C Sharp C Blunt

Meet Shilpa, an attractive, interactive and user-friendly mobile phone app that has been projected to be the most popular app of 2013. Created using the latest technology, Shilpa will sing for you – in the flesh. She will sing the songs you want to hear with her sugary and husky voice and shake her hips when you want her to as she dances to your favorite tune. Best of all, she behaves exactly the way women are supposed to behave in the eyes of men; that is, until the next update is released.

Starring singer-actress MD Pallavi in her first ever solo performance, this one-woman show is a witty, humorous and satirical interrogation of what it is like being a woman in the entertainment industry today.
The Indo-German collaboration explores the realms of digital dramaturgy, repetition and user choices to create a new hybrid form of theatre-meets-performance art.

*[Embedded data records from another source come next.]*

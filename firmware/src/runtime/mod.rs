use cortex_m::interrupt;
use cortex_m::register::primask;
use critical_section::{self, RawRestoreState};
use defmt_rtt as _;
use dtu_core::clock::TimeSource;
use dtu_core::config::{DtuConfig, InverterConfig};
use dtu_core::radio::StatusLed;
use embassy_executor::Spawner;
use embassy_stm32 as hal;
use embassy_stm32::gpio::{Level, Output, Speed};
use embassy_time::Instant;

use crate::status;

mod dtu_task;

critical_section::set_impl!(InterruptCriticalSection);

struct InterruptCriticalSection;

unsafe impl critical_section::Impl for InterruptCriticalSection {
    unsafe fn acquire() -> RawRestoreState {
        let primask = primask::read();
        interrupt::disable();
        primask.is_active()
    }

    unsafe fn release(restore_state: RawRestoreState) {
        if restore_state {
            unsafe {
                interrupt::enable();
            }
        }
    }
}

/// Installation settings.
const DTU_CONFIG: DtuConfig = DtuConfig::new();

/// Paired inverters, in slot order.
const INVERTERS: &[InverterConfig] = &[InverterConfig::new(0x1161_2345_6789)];

/// Producing indicator on the board LED.
pub(super) struct BoardLed {
    pin: Output<'static>,
}

impl StatusLed for BoardLed {
    fn set(&mut self, on: bool) {
        self.pin.set_level(if on { Level::High } else { Level::Low });
    }
}

/// Reads the epoch most recently published through [`status::publish_epoch`].
pub(super) struct SyncedClock;

impl TimeSource for SyncedClock {
    fn fetch_epoch(&mut self) -> Option<u32> {
        let uptime = u32::try_from(Instant::now().as_secs()).unwrap_or(u32::MAX);
        status::synced_epoch(uptime)
    }
}

#[embassy_executor::main]
pub async fn main(spawner: Spawner) {
    let config = hal::Config::default();
    let hal::Peripherals { PA5, .. } = hal::init(config);

    let led = BoardLed {
        pin: Output::new(PA5, Level::Low, Speed::Low),
    };

    spawner
        .spawn(dtu_task::run(led))
        .expect("failed to spawn DTU task");

    core::future::pending::<()>().await;
}
//! Telemetry event catalog and the in-memory record ring.
//!
//! Every decision the polling core would otherwise print is captured here as a
//! typed event with a compact numeric code, so firmware and host targets can
//! mirror the ring to their own log sinks without the core depending on one.

use core::fmt;

use heapless::HistoryBuf;

use crate::coordinator::{RequestFailure, SkipReason};
use crate::inverter::TxCommand;
use crate::scheduler::ScheduleError;

/// Total number of telemetry entries retained in memory.
pub const TELEMETRY_RING_CAPACITY: usize = 128;

/// Monotonic identifier of a telemetry record.
pub type EventId = u32;

/// Discriminated telemetry events.
#[derive(Copy, Clone, Debug, Eq, PartialEq)]
pub enum TelemetryEventKind {
    CycleSkipped(SkipReason),
    RequestSent(u8),
    ControlSent(u8),
    RequestFailed(u8),
    PayloadReady(u8),
    ControlAccepted(u8),
    FrameReceived,
    PacketDropped,
    ReceiveBacklog,
    NtpSynced,
    NtpRetry,
    SunWindow,
    Sunrise,
    Sunset,
    ChoreFault,
    Custom(u16),
}

impl TelemetryEventKind {
    const SKIP_BASE: u16 = 0x0000;
    const REQUEST_SENT_BASE: u16 = 0x0010;
    const CONTROL_SENT_BASE: u16 = 0x0020;
    const REQUEST_FAILED_BASE: u16 = 0x0030;
    const PAYLOAD_READY_BASE: u16 = 0x0040;
    const CONTROL_ACCEPTED_BASE: u16 = 0x0050;
    const SLOT_RANGE: u16 = 0x0010;
    const FRAME_RECEIVED_CODE: u16 = 0x0100;
    const PACKET_DROPPED_CODE: u16 = 0x0101;
    const RECEIVE_BACKLOG_CODE: u16 = 0x0102;
    const NTP_SYNCED_CODE: u16 = 0x0110;
    const NTP_RETRY_CODE: u16 = 0x0111;
    const SUN_WINDOW_CODE: u16 = 0x0120;
    const SUNRISE_CODE: u16 = 0x0121;
    const SUNSET_CODE: u16 = 0x0122;
    const CHORE_FAULT_CODE: u16 = 0x01F0;

    /// Encodes the event into a compact transport-friendly discriminant.
    #[must_use]
    pub const fn to_raw(self) -> u16 {
        match self {
            TelemetryEventKind::CycleSkipped(reason) => Self::SKIP_BASE + skip_index(reason),
            TelemetryEventKind::RequestSent(slot) => Self::REQUEST_SENT_BASE + slot_code(slot),
            TelemetryEventKind::ControlSent(slot) => Self::CONTROL_SENT_BASE + slot_code(slot),
            TelemetryEventKind::RequestFailed(slot) => {
                Self::REQUEST_FAILED_BASE + slot_code(slot)
            }
            TelemetryEventKind::PayloadReady(slot) => Self::PAYLOAD_READY_BASE + slot_code(slot),
            TelemetryEventKind::ControlAccepted(slot) => {
                Self::CONTROL_ACCEPTED_BASE + slot_code(slot)
            }
            TelemetryEventKind::FrameReceived => Self::FRAME_RECEIVED_CODE,
            TelemetryEventKind::PacketDropped => Self::PACKET_DROPPED_CODE,
            TelemetryEventKind::ReceiveBacklog => Self::RECEIVE_BACKLOG_CODE,
            TelemetryEventKind::NtpSynced => Self::NTP_SYNCED_CODE,
            TelemetryEventKind::NtpRetry => Self::NTP_RETRY_CODE,
            TelemetryEventKind::SunWindow => Self::SUN_WINDOW_CODE,
            TelemetryEventKind::Sunrise => Self::SUNRISE_CODE,
            TelemetryEventKind::Sunset => Self::SUNSET_CODE,
            TelemetryEventKind::ChoreFault => Self::CHORE_FAULT_CODE,
            TelemetryEventKind::Custom(code) => code,
        }
    }

    /// Decodes a raw discriminant, falling back to [`TelemetryEventKind::Custom`].
    #[must_use]
    pub fn from_raw(code: u16) -> Self {
        match code {
            Self::FRAME_RECEIVED_CODE => TelemetryEventKind::FrameReceived,
            Self::PACKET_DROPPED_CODE => TelemetryEventKind::PacketDropped,
            Self::RECEIVE_BACKLOG_CODE => TelemetryEventKind::ReceiveBacklog,
            Self::NTP_SYNCED_CODE => TelemetryEventKind::NtpSynced,
            Self::NTP_RETRY_CODE => TelemetryEventKind::NtpRetry,
            Self::SUN_WINDOW_CODE => TelemetryEventKind::SunWindow,
            Self::SUNRISE_CODE => TelemetryEventKind::Sunrise,
            Self::SUNSET_CODE => TelemetryEventKind::Sunset,
            Self::CHORE_FAULT_CODE => TelemetryEventKind::ChoreFault,
            value if value < Self::REQUEST_SENT_BASE => skip_from_index(value)
                .map_or(TelemetryEventKind::Custom(value), |reason| {
                    TelemetryEventKind::CycleSkipped(reason)
                }),
            value if value < Self::CONTROL_ACCEPTED_BASE + Self::SLOT_RANGE => {
                let base = value - value % Self::SLOT_RANGE;
                let Ok(slot) = u8::try_from(value - base) else {
                    return TelemetryEventKind::Custom(value);
                };
                match base {
                    Self::REQUEST_SENT_BASE => TelemetryEventKind::RequestSent(slot),
                    Self::CONTROL_SENT_BASE => TelemetryEventKind::ControlSent(slot),
                    Self::REQUEST_FAILED_BASE => TelemetryEventKind::RequestFailed(slot),
                    Self::PAYLOAD_READY_BASE => TelemetryEventKind::PayloadReady(slot),
                    _ => TelemetryEventKind::ControlAccepted(slot),
                }
            }
            other => TelemetryEventKind::Custom(other),
        }
    }

    /// Short static label, usable by log sinks without `core::fmt`.
    #[must_use]
    pub const fn label(self) -> &'static str {
        match self {
            TelemetryEventKind::CycleSkipped(reason) => reason.label(),
            TelemetryEventKind::RequestSent(_) => "request-sent",
            TelemetryEventKind::ControlSent(_) => "control-sent",
            TelemetryEventKind::RequestFailed(_) => "request-failed",
            TelemetryEventKind::PayloadReady(_) => "payload-ready",
            TelemetryEventKind::ControlAccepted(_) => "control-accepted",
            TelemetryEventKind::FrameReceived => "frame-received",
            TelemetryEventKind::PacketDropped => "packet-dropped",
            TelemetryEventKind::ReceiveBacklog => "receive-backlog",
            TelemetryEventKind::NtpSynced => "ntp-synced",
            TelemetryEventKind::NtpRetry => "ntp-retry",
            TelemetryEventKind::SunWindow => "sun-window",
            TelemetryEventKind::Sunrise => "sunrise",
            TelemetryEventKind::Sunset => "sunset",
            TelemetryEventKind::ChoreFault => "chore-fault",
            TelemetryEventKind::Custom(_) => "custom",
        }
    }

    /// Inverter slot the event refers to, if any.
    #[must_use]
    pub const fn slot(self) -> Option<u8> {
        match self {
            TelemetryEventKind::RequestSent(slot)
            | TelemetryEventKind::ControlSent(slot)
            | TelemetryEventKind::RequestFailed(slot)
            | TelemetryEventKind::PayloadReady(slot)
            | TelemetryEventKind::ControlAccepted(slot) => Some(slot),
            _ => None,
        }
    }
}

Winner of three META Awards (Mahindra Excellency in Theatre Awards) 2014 for Best Original Script, Best Actress in a Leading Role and Best Innovative Sound/Music Design

A Flinntheater production in collaboration with Samudra and Jagriti, Bangalore

Created by MD Pallavi (performance and text), Sophia Stepf (direction and text), Swar Thounaojam, Irawati Karnik (text collaboration), Nikhil Nagaraj (live sound), Rituparna Bhattacharya (assistant director), Muhammad Mustafa A and Niranjan Gokhale (light design), Veena Appiah and Shilpa Jagadish (production management and touring), Sandbox Collective (touring), Shamik Sengupta, Amit Bansal, Arjun (photography and design)

Events

2018: Prithvi Theatre, Mumbai: May 24 & 25 / Manipur, Shrine Play House Chorus Repertory: March 22 / Kalapoornima, Bangalore: March 3

2017: Remembering Veenapani (Adishakti): February 5 / Ranga Shankara, Bangalore: November 29 & 30 / Serendipity Arts Festival, Goa: December 22

2016: Miller Theater, Hongkong: February 29 / Bharat Bhavan, Bhopal: October 15

2015: Bharat Rang Mahotsav, New Delhi: February 17 / Jairangam, Jaipur: February 27 / Vinod Doshi Memorial Festival, Pune: February 24 / Bravia Sadhir Festival, Goa: February 27 / The Playhouse Company, Durban (South Africa): September 10 & 11 / Theatre on the Square, Johannesburg (South Africa): September 14

2014: Co-Bank Auditorium Trivandrum, Kerala: January 25 / International Theatre Festival of Kerala: January 28 / META Awards, LTG, New Delhi: March 4 / Smt Sivagami Pettachi Auditorium, Chennai: April 4 / Goethe-Institute, Kolkata: April 12 / Ranga Shankara, Bangalore: April 16 / Prithvi Theatre, Mumbai: April 21 / Akshara, New Delhi: April 25 / India Habitat Centre, New Delhi: April 26 / Ranga Shankara, Bangalore: November 18 / Cochin: December 26 / Ninasam, Heggodu: December 28

2013: Jagriti Bangalore (opening): March 14 - 17 / Ranga Shankara Bangalore: August 17 & 18, NCPA Experimental Mumbai: August 20 / Kalaa Utsavam Festival, Esplanade, Singapore: November 16 & 17

Press

Since the female body will continue to be saleable for as long as we live in a society governed by male heterosexual norms, a play such as C Sharp C Blunt can be assured of eternal relevance. (...) “Kudos” is what I would have told the director Sophia Stepf if it hadn’t been on my personal list of ugly-sounding words. She has extracted a sparkling performance from Pallavi: a sweeping range of modulation in voice, impeccable timing so crucial for humour, and finely calibrated movements and moods. Anger peaks but doesn’t get out of hand; seriousness momentarily tips over into lightness or sarcasm and returns.

The Hindu

We are cyborgs of a sort: our perceptions and constructs are derived from a social reality. Is this some sort of hidden curriculum? Are we programmed to think and act the way we do towards women – an objectified entity that belongs in the kitchen, and is typically understood within the realms of the male gaze? Just as you begin to ponder the answers to these questions, questions that will inevitably play on loop as Pallavi effortlessly drags you further and further into her portrayals, you realize your only escape is a bloodcurdling scream. A scream that shatters, and changes the way you think.

Explocity, april 2013

Sophia and the team that has developed with her the script have done more than just being unique with this devised and improvised production. The play is a complex of the question of female agency over body and artistic expression as also the context of patriarchy which, against the background of the public outrage over rape and molestation of women in the country, creates just the right tension for the performance. And Pallavi brings off a tour de force, using all her virtuosity in singing and acting, mixed with an alive and active conscience grappling with the gender question, the public space without and the private one within. She beckons with her microphone held out, inviting us to speak, encouraging us to spill out our prejudices (speaking, of course, for men) and daring us to stare.